Ainda nos termos de referido diploma legal, não há limite para o valor do bem, salvo em face da multiplicidade de bens imóveis, quanto, então, somente o de menor valor será tido como bem de família legal, favorecendo aqueles que têm no imóvel residencial o único bem de valor econômico expressivo.
Em caso de extinção ou alienação do bem de família legal, é bastante o ato de vontade do proprietário, sem a interveniência do Judiciário, uma vez que a Lei nº 8.009/90 previu apenas a impenhorabilidade, não a inalienabilidade.
No Código Civil de 2002, o bem de família acha-se regulado nos artigos 1.711 a 1.722, e só pode ser constituído pela vontade expressa do instituidor, via escritura pública ou testamento registrados perante o Cartório de Registro de Imóveis competente, limitado o valor do imóvel a um terço do patrimônio líquido do instituidor existente ao tempo da instituição, quando existentes outros bens residenciais.
A fim de ampliar a aplicação de referido instituto, referido diploma legal permitiu, ainda, a instituição de valores mobiliários cuja renda destinar-se-á à conservação do bem e à sobrevivência da família, observado que o montante desses valores mobiliários não poderá ultrapassar o valor do imóvel.
No caso de extinção, alienação ou sub-rogação do bem instituído como bem de família, mister se faz a interferência do Estado-Juiz, uma vez que o bem de família é impenhorável e inalienável, gerando verdadeira imobilidade patrimonial.

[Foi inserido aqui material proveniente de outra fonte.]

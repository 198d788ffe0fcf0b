//! HTTP tests for the QR-driven daily task checklist.

mod common;

use axum::http::StatusCode;
use common::{build_test_app, delete_json, expect_status, get, post_json, seed_bed, seed_user};
use serde_json::json;
use sqlx::PgPool;

#[sqlx::test(migrations = "../db/migrations")]
async fn checklist_by_qr_code_completes_after_all_tasks(pool: PgPool) {
    let bed_id = seed_bed(&pool, "BED-A1-QR2024").await;
    let worker = seed_user(&pool, "worker@example.com", "field-pass-1", "field_worker").await;

    let before = expect_status(
        get(build_test_app(pool.clone()), "/api/v1/tasks/bed/BED-A1-QR2024").await,
        StatusCode::OK,
    )
    .await;
    assert_eq!(before["data"]["bed"]["id"], bed_id);
    assert_eq!(before["data"]["all_completed"], false);
    let tasks = before["data"]["tasks"].as_array().unwrap().clone();
    assert_eq!(tasks.len(), 5);
    assert!(tasks.iter().all(|t| t["is_completed"] == false));
    assert!(tasks.iter().all(|t| t["completion_data"].is_null()));

    for task in &tasks {
        expect_status(
            post_json(
                build_test_app(pool.clone()),
                "/api/v1/tasks/complete",
                json!({ "bed_id": bed_id, "task_id": task["id"], "completed_by": worker }),
            )
            .await,
            StatusCode::OK,
        )
        .await;
    }

    let after = expect_status(
        get(build_test_app(pool.clone()), "/api/v1/tasks/bed/BED-A1-QR2024").await,
        StatusCode::OK,
    )
    .await;
    assert_eq!(after["data"]["all_completed"], true);
    assert!(after["data"]["tasks"]
        .as_array()
        .unwrap()
        .iter()
        .all(|t| t["is_completed"] == true));

    // The same bed is reachable by primary key.
    let by_id = expect_status(
        get(build_test_app(pool), &format!("/api/v1/tasks/bed/{bed_id}")).await,
        StatusCode::OK,
    )
    .await;
    assert_eq!(by_id["data"]["all_completed"], true);
}

#[sqlx::test(migrations = "../db/migrations")]
async fn unknown_bed_is_404(pool: PgPool) {
    let json = expect_status(
        get(build_test_app(pool), "/api/v1/tasks/bed/NO-SUCH-BED").await,
        StatusCode::NOT_FOUND,
    )
    .await;
    assert_eq!(json["code"], "NOT_FOUND");
}

#[sqlx::test(migrations = "../db/migrations")]
async fn completing_twice_overwrites_then_uncomplete_resets(pool: PgPool) {
    let bed_id = seed_bed(&pool, "BED-B2-QR2024").await;
    let a = seed_user(&pool, "a@example.com", "password-a", "field_worker").await;
    let b = seed_user(&pool, "b@example.com", "password-b", "field_worker").await;
    let task_id: i64 = 1;

    let first = expect_status(
        post_json(
            build_test_app(pool.clone()),
            "/api/v1/tasks/complete",
            json!({ "bed_id": bed_id, "task_id": task_id, "completed_by": a, "notes": "dry" }),
        )
        .await,
        StatusCode::OK,
    )
    .await;
    let second = expect_status(
        post_json(
            build_test_app(pool.clone()),
            "/api/v1/tasks/complete",
            json!({ "bed_id": bed_id, "task_id": task_id, "completed_by": b, "notes": "watered" }),
        )
        .await,
        StatusCode::OK,
    )
    .await;
    assert_eq!(first["data"]["id"], second["data"]["id"]);
    assert_eq!(second["data"]["completed_by"], b);
    assert_eq!(second["data"]["notes"], "watered");

    let removed = expect_status(
        delete_json(
            build_test_app(pool.clone()),
            "/api/v1/tasks/complete",
            json!({ "bed_id": bed_id, "task_id": task_id }),
        )
        .await,
        StatusCode::OK,
    )
    .await;
    assert_eq!(removed["data"]["removed"], true);

    let again = expect_status(
        delete_json(
            build_test_app(pool.clone()),
            "/api/v1/tasks/complete",
            json!({ "bed_id": bed_id, "task_id": task_id }),
        )
        .await,
        StatusCode::OK,
    )
    .await;
    assert_eq!(again["data"]["removed"], false);

    let rows: i64 = sqlx::query_scalar("SELECT COUNT(*) FROM daily_task_completions")
        .fetch_one(&pool)
        .await
        .unwrap();
    assert_eq!(rows, 0);
}

#[sqlx::test(migrations = "../db/migrations")]
async fn complete_requires_ids_and_existing_rows(pool: PgPool) {
    let bed_id = seed_bed(&pool, "BED-C3-QR2024").await;
    let worker = seed_user(&pool, "c@example.com", "password-c", "field_worker").await;

    let json = expect_status(
        post_json(
            build_test_app(pool.clone()),
            "/api/v1/tasks/complete",
            json!({ "bed_id": bed_id, "task_id": 1 }),
        )
        .await,
        StatusCode::BAD_REQUEST,
    )
    .await;
    assert_eq!(json["error"], "completed_by is required");

    expect_status(
        post_json(
            build_test_app(pool.clone()),
            "/api/v1/tasks/complete",
            json!({ "bed_id": 9999, "task_id": 1, "completed_by": worker }),
        )
        .await,
        StatusCode::NOT_FOUND,
    )
    .await;

    expect_status(
        post_json(
            build_test_app(pool.clone()),
            "/api/v1/tasks/complete",
            json!({ "bed_id": bed_id, "task_id": 9999, "completed_by": worker }),
        )
        .await,
        StatusCode::NOT_FOUND,
    )
    .await;

    expect_status(
        delete_json(
            build_test_app(pool),
            "/api/v1/tasks/complete",
            json!({ "bed_id": bed_id }),
        )
        .await,
        StatusCode::BAD_REQUEST,
    )
    .await;
}

#[sqlx::test(migrations = "../db/migrations")]
async fn default_catalogue_is_listed(pool: PgPool) {
    let json = expect_status(
        get(build_test_app(pool), "/api/v1/tasks/defaults").await,
        StatusCode::OK,
    )
    .await;
    let tasks = json["data"].as_array().unwrap();
    assert_eq!(tasks.len(), 5);
    assert_eq!(tasks[0]["task_name"], "Check Soil Moisture");
}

Diante do constante debate sobre a possibilidade de se realizar a constrição judicial do imóvel residencial do empregador, seja sócio ou administrador de sociedade, para satisfazer os créditos do trabalhador na fase executiva de reclamação trabalhista quando o reclamante não vislumbra outros meios para quitar a execução, a própria Lei nº 8.009/90 expressamente relaciona as hipóteses em que é possível a penhora do bem de família e, dentre as quais se inclui o processo trabalhista e previdenciário relacionado aos empregados domésticos que trabalhavam no referido imóvel, para fins de saldar essas dívidas.
Ainda não pode prevalecer o argumento comumente utilizado pelos reclamantes que querem ver seus direitos sendo satisfeitos de que o bem não está inscrito como bem de família no respectivo Cartório de Registro de Imóveis, já que referida exigência não consta da Lei nº 8.009/90, inclusive sendo esse o entendimento do Superior Tribunal de Justiça.
A proteção legal do bem de família e a aplicação de referido instituto pelos tribunais, ao eleger a moradia da entidade familiar como a função mais relevante a ser cumprida pelo imóvel, asseguram o princípio constitucional da dignidade da pessoa humana, fundamento de nosso Estado, na medida em que se assegura ao devedor que, por mais dívidas que esse tenha, a casa onde mora com sua família estará resguardada, e não se sujeitará à penhora, garantindo-se, assim, um mínimo que lhe permita a existência digna.